(Supplied records begins)

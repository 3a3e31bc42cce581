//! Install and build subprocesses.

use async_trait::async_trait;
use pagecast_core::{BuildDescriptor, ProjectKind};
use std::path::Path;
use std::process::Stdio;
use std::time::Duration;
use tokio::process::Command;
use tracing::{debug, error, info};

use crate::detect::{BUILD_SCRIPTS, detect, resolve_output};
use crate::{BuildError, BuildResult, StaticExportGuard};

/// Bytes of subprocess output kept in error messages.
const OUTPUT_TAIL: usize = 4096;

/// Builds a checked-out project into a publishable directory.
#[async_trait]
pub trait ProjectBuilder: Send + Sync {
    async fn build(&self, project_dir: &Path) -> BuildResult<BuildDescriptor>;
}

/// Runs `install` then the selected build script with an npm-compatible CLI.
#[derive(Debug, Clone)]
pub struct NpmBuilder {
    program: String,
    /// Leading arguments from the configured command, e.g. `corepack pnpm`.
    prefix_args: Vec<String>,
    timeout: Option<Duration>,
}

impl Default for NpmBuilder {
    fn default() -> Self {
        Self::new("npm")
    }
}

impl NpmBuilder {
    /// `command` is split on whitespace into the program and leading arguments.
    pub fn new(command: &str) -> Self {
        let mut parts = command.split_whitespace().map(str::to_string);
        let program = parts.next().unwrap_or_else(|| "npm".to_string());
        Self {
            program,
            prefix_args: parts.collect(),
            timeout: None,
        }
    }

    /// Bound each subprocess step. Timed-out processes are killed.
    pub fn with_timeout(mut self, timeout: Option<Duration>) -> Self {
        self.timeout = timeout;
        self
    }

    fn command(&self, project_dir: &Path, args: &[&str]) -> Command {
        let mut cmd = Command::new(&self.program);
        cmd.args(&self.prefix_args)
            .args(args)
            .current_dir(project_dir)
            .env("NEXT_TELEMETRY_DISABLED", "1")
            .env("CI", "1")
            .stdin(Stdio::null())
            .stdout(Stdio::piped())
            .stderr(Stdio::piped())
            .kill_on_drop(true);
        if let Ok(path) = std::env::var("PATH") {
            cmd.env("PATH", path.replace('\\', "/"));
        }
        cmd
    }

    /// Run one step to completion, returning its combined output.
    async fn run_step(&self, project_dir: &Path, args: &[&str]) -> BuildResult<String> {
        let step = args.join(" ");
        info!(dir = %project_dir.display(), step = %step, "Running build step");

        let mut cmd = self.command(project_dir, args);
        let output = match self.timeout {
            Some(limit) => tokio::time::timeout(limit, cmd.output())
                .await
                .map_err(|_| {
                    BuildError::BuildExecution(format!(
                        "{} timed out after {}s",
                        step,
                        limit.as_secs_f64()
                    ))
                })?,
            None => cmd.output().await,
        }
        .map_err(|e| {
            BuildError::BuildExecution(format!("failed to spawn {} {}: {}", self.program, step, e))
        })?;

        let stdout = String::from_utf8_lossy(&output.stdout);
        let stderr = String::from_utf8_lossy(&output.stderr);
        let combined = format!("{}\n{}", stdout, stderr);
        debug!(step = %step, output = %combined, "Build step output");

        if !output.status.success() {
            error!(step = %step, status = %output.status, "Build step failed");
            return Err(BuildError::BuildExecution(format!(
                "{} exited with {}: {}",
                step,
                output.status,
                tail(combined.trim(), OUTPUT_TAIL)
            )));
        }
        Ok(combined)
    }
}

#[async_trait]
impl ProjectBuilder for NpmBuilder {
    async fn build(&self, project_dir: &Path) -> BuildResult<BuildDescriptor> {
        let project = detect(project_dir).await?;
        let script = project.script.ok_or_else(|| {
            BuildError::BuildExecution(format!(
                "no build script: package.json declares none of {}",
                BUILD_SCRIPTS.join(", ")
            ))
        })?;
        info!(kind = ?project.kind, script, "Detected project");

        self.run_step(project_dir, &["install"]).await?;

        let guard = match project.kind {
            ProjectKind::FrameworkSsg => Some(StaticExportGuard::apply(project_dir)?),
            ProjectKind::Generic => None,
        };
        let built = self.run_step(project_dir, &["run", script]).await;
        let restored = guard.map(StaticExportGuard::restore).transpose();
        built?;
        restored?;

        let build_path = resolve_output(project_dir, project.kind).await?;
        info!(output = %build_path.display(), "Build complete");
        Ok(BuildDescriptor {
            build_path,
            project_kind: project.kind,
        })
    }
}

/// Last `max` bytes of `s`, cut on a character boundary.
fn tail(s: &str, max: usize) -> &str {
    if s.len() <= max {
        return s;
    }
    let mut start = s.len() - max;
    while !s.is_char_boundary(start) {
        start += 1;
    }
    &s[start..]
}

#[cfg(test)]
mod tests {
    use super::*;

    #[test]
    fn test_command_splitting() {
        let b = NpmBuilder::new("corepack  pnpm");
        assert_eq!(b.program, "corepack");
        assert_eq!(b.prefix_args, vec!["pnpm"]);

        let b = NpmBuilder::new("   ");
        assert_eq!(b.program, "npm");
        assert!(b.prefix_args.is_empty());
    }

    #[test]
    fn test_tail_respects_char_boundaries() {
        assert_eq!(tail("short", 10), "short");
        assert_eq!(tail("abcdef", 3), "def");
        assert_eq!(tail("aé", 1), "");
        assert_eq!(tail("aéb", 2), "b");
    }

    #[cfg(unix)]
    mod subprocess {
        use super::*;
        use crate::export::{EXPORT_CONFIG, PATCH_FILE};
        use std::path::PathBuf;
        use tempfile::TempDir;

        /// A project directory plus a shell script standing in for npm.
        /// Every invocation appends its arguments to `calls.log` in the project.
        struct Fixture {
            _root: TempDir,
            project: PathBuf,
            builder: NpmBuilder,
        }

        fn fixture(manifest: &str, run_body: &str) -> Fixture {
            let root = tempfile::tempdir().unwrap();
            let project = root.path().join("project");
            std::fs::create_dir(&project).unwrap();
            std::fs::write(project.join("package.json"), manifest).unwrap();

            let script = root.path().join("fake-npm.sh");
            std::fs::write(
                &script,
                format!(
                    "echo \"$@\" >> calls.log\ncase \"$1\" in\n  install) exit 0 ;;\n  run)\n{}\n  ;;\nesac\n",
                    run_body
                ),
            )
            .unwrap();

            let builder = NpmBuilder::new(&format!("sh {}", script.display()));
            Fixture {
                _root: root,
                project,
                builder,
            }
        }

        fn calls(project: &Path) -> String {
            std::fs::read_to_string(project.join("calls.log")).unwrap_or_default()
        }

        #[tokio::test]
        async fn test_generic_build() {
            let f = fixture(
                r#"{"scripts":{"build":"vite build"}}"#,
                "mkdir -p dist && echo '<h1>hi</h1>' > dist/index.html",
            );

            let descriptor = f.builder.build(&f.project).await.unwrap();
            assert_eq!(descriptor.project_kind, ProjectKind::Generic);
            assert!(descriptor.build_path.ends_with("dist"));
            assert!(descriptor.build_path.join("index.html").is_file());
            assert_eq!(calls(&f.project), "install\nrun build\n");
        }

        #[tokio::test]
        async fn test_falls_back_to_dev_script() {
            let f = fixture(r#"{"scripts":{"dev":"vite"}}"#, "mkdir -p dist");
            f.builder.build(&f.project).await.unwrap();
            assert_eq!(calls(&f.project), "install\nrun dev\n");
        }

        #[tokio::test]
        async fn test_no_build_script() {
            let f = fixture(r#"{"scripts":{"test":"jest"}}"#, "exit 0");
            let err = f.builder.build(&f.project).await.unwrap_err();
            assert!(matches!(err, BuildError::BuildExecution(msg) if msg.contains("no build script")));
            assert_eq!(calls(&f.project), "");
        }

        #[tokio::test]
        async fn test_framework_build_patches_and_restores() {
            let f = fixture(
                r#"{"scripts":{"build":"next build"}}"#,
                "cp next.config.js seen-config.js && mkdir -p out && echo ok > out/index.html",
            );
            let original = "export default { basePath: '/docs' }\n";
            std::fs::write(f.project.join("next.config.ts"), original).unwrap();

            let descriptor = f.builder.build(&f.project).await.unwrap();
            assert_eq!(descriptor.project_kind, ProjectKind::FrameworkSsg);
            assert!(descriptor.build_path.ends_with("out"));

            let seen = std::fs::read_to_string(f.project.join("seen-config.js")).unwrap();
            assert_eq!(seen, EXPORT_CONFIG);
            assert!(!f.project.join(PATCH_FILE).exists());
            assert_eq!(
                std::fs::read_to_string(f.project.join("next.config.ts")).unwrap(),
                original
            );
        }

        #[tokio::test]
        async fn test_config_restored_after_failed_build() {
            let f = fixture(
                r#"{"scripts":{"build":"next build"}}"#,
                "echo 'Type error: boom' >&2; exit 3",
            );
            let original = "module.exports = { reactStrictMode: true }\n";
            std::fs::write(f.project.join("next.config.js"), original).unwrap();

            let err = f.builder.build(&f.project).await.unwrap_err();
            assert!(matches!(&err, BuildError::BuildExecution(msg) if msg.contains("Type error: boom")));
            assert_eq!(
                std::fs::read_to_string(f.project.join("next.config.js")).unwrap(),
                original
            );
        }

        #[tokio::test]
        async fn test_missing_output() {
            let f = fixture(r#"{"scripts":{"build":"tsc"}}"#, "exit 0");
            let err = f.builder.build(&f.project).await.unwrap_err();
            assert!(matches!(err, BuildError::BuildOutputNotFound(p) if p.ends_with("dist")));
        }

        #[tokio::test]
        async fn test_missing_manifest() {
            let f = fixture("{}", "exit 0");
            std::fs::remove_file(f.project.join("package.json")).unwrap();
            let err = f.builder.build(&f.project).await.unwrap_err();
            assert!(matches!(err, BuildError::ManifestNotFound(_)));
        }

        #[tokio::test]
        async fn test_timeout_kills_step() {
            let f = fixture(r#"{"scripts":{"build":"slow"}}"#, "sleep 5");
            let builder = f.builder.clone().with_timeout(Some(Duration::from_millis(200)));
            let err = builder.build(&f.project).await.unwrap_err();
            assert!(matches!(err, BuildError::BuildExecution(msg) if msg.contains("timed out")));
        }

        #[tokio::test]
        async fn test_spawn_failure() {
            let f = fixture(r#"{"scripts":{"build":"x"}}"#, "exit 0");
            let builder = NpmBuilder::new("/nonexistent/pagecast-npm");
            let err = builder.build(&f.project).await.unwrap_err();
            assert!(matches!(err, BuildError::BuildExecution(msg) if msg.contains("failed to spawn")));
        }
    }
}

(Supplied records ends)

Your assignment
Copy the records above exactly, please, but only from the first line through the line containing "an npm-compatible CLI.".

Solution to the exercise
repository 3a3e31bc42cce581
//! Install and build subprocesses.

use async_trait::async_trait;
use pagecast_core::{BuildDescriptor, ProjectKind};
use std::path::Path;
use std::process::Stdio;
use std::time::Duration;
use tokio::process::Command;
use tracing::{debug, error, info};

use crate::detect::{BUILD_SCRIPTS, detect, resolve_output};
use crate::{BuildError, BuildResult, StaticExportGuard};

/// Bytes of subprocess output kept in error messages.
const OUTPUT_TAIL: usize = 4096;

/// Builds a checked-out project into a publishable directory.
#[async_trait]
pub trait ProjectBuilder: Send + Sync {
    async fn build(&self, project_dir: &Path) -> BuildResult<BuildDescriptor>;
}

/// Runs `install` then the selected build script with an npm-compatible CLI.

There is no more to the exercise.